GIVEN ENTRIES section start
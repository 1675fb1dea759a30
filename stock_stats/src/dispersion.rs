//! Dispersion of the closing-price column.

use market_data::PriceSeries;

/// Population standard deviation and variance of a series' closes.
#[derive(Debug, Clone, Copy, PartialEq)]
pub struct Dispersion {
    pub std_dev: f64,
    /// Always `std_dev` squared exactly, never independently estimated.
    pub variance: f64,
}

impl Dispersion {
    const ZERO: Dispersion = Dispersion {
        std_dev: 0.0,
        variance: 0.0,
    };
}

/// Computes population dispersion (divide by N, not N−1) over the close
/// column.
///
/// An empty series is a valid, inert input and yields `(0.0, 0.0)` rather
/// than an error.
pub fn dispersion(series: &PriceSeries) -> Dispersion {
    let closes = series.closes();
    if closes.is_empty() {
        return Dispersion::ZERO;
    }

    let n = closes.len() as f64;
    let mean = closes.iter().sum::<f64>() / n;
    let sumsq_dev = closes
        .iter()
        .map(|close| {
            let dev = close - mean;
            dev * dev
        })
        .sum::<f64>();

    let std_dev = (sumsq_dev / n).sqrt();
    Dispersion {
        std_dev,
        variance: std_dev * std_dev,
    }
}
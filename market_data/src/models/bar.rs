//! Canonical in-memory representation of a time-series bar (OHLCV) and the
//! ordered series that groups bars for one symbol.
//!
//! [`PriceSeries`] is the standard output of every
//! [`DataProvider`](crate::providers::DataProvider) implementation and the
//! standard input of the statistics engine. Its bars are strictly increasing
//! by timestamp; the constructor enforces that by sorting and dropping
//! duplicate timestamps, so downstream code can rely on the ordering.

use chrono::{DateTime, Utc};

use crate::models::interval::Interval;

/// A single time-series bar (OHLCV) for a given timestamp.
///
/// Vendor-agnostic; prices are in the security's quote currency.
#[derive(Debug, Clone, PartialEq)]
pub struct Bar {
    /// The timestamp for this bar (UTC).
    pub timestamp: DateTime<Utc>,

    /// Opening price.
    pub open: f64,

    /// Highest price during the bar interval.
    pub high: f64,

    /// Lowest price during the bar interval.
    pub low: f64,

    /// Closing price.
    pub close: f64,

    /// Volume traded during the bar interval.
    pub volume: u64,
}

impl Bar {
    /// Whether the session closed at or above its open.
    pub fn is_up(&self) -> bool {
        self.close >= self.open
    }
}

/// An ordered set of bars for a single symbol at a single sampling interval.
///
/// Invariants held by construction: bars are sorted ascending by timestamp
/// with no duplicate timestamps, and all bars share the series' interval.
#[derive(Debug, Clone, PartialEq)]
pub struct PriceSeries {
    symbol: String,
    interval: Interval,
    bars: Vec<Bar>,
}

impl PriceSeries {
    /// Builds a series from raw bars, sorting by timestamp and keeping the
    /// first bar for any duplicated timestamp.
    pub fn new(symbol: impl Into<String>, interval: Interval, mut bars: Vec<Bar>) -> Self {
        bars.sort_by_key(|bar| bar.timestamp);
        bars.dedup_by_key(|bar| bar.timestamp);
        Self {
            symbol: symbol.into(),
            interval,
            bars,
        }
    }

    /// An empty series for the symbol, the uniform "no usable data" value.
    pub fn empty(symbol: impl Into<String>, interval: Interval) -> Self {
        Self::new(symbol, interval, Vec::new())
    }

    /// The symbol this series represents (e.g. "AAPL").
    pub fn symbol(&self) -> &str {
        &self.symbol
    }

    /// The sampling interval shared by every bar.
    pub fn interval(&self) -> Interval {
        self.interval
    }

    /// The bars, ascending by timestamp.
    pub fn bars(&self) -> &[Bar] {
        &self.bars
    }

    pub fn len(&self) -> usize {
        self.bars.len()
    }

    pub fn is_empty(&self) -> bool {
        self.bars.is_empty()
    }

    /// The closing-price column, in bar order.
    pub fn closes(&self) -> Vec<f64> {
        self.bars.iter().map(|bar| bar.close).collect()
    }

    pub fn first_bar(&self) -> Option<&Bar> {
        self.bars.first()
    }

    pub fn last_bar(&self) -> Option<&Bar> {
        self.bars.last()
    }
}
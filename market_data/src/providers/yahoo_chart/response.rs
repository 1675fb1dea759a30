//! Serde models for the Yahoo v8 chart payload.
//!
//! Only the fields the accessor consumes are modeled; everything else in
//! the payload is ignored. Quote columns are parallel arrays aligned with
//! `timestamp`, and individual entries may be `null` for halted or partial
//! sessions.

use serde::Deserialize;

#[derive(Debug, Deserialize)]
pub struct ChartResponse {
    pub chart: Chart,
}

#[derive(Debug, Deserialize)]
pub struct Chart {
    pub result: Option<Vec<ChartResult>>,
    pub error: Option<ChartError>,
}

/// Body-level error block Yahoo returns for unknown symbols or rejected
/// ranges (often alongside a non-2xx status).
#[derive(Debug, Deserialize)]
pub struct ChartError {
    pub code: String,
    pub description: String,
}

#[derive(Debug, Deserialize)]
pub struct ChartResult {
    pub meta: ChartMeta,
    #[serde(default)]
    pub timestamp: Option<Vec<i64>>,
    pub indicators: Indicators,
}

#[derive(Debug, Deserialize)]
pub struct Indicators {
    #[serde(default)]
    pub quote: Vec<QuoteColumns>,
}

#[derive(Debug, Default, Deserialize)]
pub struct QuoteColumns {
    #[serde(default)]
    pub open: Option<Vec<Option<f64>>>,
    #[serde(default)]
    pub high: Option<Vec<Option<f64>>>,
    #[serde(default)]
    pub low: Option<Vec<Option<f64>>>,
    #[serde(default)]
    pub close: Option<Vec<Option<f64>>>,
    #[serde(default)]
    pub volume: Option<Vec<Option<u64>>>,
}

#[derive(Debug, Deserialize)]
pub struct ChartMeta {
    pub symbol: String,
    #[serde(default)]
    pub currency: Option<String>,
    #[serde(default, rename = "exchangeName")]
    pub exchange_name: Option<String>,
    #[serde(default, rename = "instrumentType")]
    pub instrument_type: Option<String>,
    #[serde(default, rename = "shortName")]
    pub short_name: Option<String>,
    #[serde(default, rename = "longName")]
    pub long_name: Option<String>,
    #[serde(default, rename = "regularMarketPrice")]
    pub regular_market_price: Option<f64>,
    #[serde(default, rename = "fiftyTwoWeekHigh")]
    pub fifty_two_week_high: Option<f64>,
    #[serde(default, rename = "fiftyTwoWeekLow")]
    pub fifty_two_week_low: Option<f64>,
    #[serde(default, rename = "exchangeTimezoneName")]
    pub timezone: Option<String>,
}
GIVEN ENTRIES section end
ASSIGNMENT — Check every line above for the word "payload" and copy those that have it.

RESULT —
//! Serde models for the Yahoo v8 chart payload.
//! the payload is ignored. Quote columns are parallel arrays aligned with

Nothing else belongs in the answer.